**Task item**
Search the data for the string "codec", and report each line where it is found.
____________________
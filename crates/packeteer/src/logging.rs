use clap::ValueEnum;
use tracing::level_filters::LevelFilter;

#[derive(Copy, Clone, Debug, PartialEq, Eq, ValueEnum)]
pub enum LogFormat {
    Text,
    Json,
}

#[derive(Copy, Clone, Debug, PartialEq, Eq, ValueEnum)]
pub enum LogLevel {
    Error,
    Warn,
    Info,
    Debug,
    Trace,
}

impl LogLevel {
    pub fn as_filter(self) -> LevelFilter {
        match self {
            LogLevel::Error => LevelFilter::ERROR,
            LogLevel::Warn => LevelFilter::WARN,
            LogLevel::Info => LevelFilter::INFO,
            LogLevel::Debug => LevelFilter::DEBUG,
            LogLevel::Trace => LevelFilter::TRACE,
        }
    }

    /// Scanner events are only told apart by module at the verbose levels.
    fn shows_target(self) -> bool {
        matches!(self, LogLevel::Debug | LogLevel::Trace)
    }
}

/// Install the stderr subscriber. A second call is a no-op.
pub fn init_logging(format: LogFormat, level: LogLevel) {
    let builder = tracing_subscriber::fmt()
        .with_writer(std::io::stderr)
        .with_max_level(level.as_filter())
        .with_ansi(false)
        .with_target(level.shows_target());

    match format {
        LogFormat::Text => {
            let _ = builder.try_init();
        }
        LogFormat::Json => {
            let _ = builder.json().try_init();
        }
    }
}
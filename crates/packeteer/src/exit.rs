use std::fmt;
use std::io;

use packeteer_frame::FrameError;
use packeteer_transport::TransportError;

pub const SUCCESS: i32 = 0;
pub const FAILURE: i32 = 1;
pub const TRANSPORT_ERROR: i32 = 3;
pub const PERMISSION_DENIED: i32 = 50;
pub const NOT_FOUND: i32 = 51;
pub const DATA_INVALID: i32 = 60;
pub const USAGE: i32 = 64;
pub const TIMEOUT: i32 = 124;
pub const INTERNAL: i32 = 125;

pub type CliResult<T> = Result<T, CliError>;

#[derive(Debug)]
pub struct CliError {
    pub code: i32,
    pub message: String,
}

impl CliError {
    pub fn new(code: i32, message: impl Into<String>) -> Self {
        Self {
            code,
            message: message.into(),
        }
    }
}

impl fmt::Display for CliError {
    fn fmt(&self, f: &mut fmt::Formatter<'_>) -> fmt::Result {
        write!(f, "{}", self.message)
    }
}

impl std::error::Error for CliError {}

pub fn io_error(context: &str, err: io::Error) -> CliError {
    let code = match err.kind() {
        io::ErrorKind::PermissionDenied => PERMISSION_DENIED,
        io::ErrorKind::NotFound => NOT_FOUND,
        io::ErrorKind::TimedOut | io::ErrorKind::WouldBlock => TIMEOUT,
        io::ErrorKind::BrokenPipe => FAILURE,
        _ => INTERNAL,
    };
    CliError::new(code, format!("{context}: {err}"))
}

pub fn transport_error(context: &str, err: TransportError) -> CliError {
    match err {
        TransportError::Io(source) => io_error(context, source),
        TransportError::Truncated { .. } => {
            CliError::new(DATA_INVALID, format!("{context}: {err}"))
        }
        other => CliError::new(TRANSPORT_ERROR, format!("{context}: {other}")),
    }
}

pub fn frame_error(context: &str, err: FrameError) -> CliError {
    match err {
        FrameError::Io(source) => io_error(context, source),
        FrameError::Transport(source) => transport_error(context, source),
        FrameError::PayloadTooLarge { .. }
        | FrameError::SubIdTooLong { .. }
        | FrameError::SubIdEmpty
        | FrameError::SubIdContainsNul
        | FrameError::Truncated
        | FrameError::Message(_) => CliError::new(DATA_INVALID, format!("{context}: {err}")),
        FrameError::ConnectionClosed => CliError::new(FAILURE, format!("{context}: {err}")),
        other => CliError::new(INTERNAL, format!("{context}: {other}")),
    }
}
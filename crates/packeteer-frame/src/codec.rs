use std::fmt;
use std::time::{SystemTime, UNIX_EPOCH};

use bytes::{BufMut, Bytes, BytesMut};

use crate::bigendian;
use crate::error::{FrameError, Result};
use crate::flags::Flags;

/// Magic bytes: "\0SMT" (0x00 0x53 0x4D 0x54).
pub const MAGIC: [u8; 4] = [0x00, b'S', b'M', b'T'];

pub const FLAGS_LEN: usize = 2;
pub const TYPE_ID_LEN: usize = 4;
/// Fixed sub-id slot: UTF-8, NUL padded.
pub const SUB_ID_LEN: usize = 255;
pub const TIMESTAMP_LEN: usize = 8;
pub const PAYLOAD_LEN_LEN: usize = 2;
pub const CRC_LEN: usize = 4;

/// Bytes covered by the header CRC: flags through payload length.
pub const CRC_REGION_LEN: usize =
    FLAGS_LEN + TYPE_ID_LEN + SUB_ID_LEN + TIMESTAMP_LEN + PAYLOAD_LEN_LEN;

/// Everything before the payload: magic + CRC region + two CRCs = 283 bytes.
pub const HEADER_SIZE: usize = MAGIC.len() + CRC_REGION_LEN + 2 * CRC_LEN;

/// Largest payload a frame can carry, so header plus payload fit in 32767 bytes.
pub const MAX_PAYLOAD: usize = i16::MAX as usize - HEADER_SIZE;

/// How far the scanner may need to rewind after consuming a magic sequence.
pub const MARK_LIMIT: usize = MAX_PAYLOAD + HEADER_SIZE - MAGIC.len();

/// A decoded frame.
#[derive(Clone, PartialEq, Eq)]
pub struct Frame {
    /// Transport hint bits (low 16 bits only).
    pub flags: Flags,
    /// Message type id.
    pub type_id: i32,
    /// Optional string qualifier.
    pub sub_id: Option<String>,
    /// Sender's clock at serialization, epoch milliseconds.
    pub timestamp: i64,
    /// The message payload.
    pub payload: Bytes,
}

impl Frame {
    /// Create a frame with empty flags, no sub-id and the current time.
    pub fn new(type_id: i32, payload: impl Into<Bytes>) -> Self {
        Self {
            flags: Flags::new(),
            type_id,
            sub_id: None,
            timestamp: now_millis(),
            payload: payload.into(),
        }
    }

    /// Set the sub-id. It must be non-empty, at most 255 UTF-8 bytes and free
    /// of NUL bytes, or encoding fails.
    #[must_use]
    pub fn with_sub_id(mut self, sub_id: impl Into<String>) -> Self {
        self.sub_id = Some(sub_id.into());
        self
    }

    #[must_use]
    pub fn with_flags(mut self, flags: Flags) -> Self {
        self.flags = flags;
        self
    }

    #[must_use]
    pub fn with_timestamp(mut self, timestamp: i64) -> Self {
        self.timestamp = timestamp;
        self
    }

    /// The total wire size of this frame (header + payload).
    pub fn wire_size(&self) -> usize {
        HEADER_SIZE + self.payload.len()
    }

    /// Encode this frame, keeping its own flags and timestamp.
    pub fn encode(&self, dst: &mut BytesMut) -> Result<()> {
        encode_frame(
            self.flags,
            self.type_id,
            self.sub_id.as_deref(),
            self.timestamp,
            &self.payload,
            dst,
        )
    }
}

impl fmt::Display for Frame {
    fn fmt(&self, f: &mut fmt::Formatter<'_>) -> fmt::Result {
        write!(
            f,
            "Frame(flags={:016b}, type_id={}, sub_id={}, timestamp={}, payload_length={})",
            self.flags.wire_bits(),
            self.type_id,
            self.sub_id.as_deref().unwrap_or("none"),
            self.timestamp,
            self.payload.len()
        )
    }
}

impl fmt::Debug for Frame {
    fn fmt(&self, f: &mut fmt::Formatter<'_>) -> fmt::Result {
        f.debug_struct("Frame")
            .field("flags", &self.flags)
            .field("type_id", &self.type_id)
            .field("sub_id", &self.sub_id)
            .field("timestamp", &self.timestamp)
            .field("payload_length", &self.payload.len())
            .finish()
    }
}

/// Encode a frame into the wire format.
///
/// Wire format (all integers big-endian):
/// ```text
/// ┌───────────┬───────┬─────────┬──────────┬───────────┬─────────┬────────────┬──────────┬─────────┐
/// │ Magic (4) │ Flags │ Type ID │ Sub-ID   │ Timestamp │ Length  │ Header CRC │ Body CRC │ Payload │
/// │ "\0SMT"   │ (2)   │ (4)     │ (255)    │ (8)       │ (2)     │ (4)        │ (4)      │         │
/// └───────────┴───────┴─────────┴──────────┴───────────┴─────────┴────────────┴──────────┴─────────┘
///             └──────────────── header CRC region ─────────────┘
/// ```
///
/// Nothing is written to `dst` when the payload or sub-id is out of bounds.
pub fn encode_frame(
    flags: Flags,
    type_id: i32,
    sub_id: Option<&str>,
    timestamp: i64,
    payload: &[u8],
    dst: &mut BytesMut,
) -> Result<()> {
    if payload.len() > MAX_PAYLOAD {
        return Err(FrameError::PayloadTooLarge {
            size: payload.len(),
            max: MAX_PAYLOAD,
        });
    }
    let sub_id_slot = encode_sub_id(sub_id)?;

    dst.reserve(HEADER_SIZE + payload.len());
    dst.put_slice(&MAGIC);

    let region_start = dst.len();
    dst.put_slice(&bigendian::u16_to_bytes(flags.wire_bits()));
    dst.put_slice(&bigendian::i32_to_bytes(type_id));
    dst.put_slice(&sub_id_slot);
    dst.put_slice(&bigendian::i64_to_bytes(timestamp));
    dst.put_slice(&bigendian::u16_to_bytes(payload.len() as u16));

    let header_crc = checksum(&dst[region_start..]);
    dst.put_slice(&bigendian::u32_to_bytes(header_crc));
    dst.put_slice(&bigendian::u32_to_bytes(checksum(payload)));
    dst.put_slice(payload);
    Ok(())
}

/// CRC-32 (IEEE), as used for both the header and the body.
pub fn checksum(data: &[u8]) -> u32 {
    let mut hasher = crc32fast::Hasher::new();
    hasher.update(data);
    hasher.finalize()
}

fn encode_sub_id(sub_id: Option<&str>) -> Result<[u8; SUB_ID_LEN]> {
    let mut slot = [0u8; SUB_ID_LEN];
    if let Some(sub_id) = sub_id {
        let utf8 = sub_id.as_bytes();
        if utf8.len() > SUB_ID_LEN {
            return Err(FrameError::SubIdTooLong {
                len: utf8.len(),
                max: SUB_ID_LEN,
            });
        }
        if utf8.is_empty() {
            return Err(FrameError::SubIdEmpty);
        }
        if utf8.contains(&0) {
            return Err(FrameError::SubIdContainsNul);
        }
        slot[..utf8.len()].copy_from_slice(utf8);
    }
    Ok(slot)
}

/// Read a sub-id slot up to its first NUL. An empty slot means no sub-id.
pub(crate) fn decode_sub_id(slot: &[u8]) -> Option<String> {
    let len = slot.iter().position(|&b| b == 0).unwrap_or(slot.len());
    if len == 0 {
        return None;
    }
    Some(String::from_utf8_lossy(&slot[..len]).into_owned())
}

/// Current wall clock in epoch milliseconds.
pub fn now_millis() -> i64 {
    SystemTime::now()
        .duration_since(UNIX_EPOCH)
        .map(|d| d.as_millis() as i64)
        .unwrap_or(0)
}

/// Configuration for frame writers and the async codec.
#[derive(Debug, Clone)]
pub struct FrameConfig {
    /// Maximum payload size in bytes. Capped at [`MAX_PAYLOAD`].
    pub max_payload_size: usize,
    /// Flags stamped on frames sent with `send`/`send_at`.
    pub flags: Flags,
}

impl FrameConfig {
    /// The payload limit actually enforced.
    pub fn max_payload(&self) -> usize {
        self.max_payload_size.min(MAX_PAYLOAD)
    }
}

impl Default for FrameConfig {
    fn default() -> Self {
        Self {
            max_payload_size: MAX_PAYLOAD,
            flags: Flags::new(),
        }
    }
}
____________________
**Task result**
filename crates/packeteer-frame/src/codec.rs
/// Configuration for frame writers and the async codec.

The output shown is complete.